Link>>> Financial Services JobsThroughout this period, the FSA has been clear that if the market fails to develop its own solution, it will have to intervene with new rules and requirements. In line with its better regulation agenda, the FSA's preference has always been for the market to find its own solution without the need for regulatory intervention.
Since December 2004 the FSA has been monitoring progress by working with groups representing the market to achieve the goal of contract certainty.
Today's announcement follows the receipt of data from the market showing that it had exceeded its own targets for achieving improvements in contract certainty at the end of 2005.
John Tiner said:
"To demonstrate our good faith in the market's ability to reach its goal, we will not be pressing ahead with our work on the contingency plan of regulatory intervention. We are putting it on the back-burner, although we are not taking it off the stove altogether.

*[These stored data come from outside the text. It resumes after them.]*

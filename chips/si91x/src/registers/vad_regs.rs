// Licensed under the Apache License, Version 2.0 or the MIT License.
// SPDX-License-Identifier: Apache-2.0 OR MIT
// Copyright Tock Contributors 2022.

//! Voice activity detector.

use core::mem::size_of;

use tock_registers::registers::ReadWrite;
use tock_registers::{register_bitfields, register_structs};

use crate::memory_map::Layout;

register_structs! {
    pub VadRegisters {
        (0x000 => pub vad_conf_reg1: ReadWrite<u32, VAD_CONF_REG1::Register>),
        (0x004 => pub vad_conf_reg2: ReadWrite<u32, VAD_CONF_REG2::Register>),
        (0x008 => pub vad_conf_reg3: ReadWrite<u32, VAD_CONF_REG3::Register>),
        (0x00c => pub vad_conf_reg4: ReadWrite<u32, VAD_CONF_REG4::Register>),
        (0x010 => pub vad_conf_reg5: ReadWrite<u32, VAD_CONF_REG5::Register>),
        (0x014 => pub vad_conf_reg6: ReadWrite<u32, VAD_CONF_REG6::Register>),
        (0x018 => pub vad_conf_reg7: ReadWrite<u32, VAD_CONF_REG7::Register>),
        (0x01c => pub vad_conf_reg8: ReadWrite<u32, VAD_CONF_REG8::Register>),
        (0x020 => pub vad_conf_reg9: ReadWrite<u32, VAD_CONF_REG9::Register>),
        (0x024 => @END),
    }
}

register_bitfields![u32,
    pub VAD_CONF_REG1 [
        SAMPLS_PER_FRAME OFFSET(0) NUMBITS(10) [],
        SMPLS_PER_ADDR OFFSET(10) NUMBITS(2) [],
        FULL_WIDTH OFFSET(12) NUMBITS(1) []
    ],
    pub VAD_CONF_REG2 [
        SMPLS_ZERO_CROSS OFFSET(0) NUMBITS(10) []
    ],
    pub VAD_CONF_REG3 [
        PROG_SMPLS_FOR_ENERGY_CHECK OFFSET(0) NUMBITS(10) [],
        THRESHOLD_FRAME_ENERGY OFFSET(10) NUMBITS(16) [],
        THRESHOLD_SMPL_COLLECT OFFSET(26) NUMBITS(6) []
    ],
    pub VAD_CONF_REG4 [
        THRESHOLD_ACF OFFSET(0) NUMBITS(16) [],
        THRESHOLD_WACF OFFSET(16) NUMBITS(16) []
    ],
    pub VAD_CONF_REG5 [
        THRESHOLD_NULL OFFSET(0) NUMBITS(10) [],
        THRESHOLD_NULL_COUNT OFFSET(10) NUMBITS(10) []
    ],
    pub VAD_CONF_REG6 [
        THRESHOLD_PEAK OFFSET(0) NUMBITS(16) []
    ],
    pub VAD_CONF_REG7 [
        CHOOSE_VAD_METHOD OFFSET(0) NUMBITS(3) [
            ZeroCrossing = 0,
            Autocorrelation = 1,
            Amdf = 2,
            WeightedAutocorrelation = 3,
            All = 4
        ],
        DATA_SOURCE_SELECT OFFSET(3) NUMBITS(2) [],
        START_DELAY_VAL OFFSET(5) NUMBITS(10) [],
        END_DELAY_VAL OFFSET(15) NUMBITS(10) []
    ],
    pub VAD_CONF_REG8 [
        INP_DATA OFFSET(0) NUMBITS(16) [],
        EN_VAD_PROCESS OFFSET(16) NUMBITS(1) [],
        VAD_PROC_DONE OFFSET(17) NUMBITS(1) []
    ],
    pub VAD_CONF_REG9 [
        PING_ADDR OFFSET(0) NUMBITS(12) [],
        PONG_ADDR OFFSET(12) NUMBITS(12) [],
        PING_INT_CLEAR OFFSET(24) NUMBITS(1) [],
        PONG_INT_CLEAR OFFSET(25) NUMBITS(1) []
    ]
];

const _: () = assert!(size_of::<VadRegisters>() == 0x24);

pub static LAYOUT: Layout = layout!(VadRegisters {
    vad_conf_reg1 => "VAD_CONF_REG1": u32, RW, VAD_CONF_REG1 {
        SAMPLS_PER_FRAME: RW, SMPLS_PER_ADDR: RW, FULL_WIDTH: RW
    };
    vad_conf_reg2 => "VAD_CONF_REG2": u32, RW, VAD_CONF_REG2 { SMPLS_ZERO_CROSS: RW };
    vad_conf_reg3 => "VAD_CONF_REG3": u32, RW, VAD_CONF_REG3 {
        PROG_SMPLS_FOR_ENERGY_CHECK: RW, THRESHOLD_FRAME_ENERGY: RW, THRESHOLD_SMPL_COLLECT: RW
    };
    vad_conf_reg4 => "VAD_CONF_REG4": u32, RW, VAD_CONF_REG4 { THRESHOLD_ACF: RW, THRESHOLD_WACF: RW };
    vad_conf_reg5 => "VAD_CONF_REG5": u32, RW, VAD_CONF_REG5 {
        THRESHOLD_NULL: RW, THRESHOLD_NULL_COUNT: RW
    };
    vad_conf_reg6 => "VAD_CONF_REG6": u32, RW, VAD_CONF_REG6 { THRESHOLD_PEAK: RW };
    vad_conf_reg7 => "VAD_CONF_REG7": u32, RW, VAD_CONF_REG7 {
        CHOOSE_VAD_METHOD: RW, DATA_SOURCE_SELECT: RW, START_DELAY_VAL: RW, END_DELAY_VAL: RW
    };
    vad_conf_reg8 => "VAD_CONF_REG8": u32, RW, VAD_CONF_REG8 {
        INP_DATA: RW, EN_VAD_PROCESS: RW, VAD_PROC_DONE: RO
    };
    vad_conf_reg9 => "VAD_CONF_REG9": u32, RW, VAD_CONF_REG9 {
        PING_ADDR: RW, PONG_ADDR: RW, PING_INT_CLEAR: RW, PONG_INT_CLEAR: RW
    };
});

#[cfg(test)]
mod tests {
    use super::*;

    #[test]
    fn processing_done_is_status() {
        let reg8 = LAYOUT.registers[7];
        assert_eq!((reg8.name, reg8.offset), ("VAD_CONF_REG8", 0x1c));
        let done = reg8.field("VAD_PROC_DONE").unwrap();
        assert_eq!((done.offset, done.access.tag()), (17, "RO"));
    }
}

"I would strongly caution against complacency in these next few crucial months; the market must continue to stretch itself to guarantee that the challenge is met by the end of the year….On our part, we will continue to assess progress beginning in the next quarter, not least to see how the market has performed against the challenging 1 January renewal period. We will continue to work with the market in our rôle as over-seer and facilitator, and will not hesitate in consulting on new rules should progress falter."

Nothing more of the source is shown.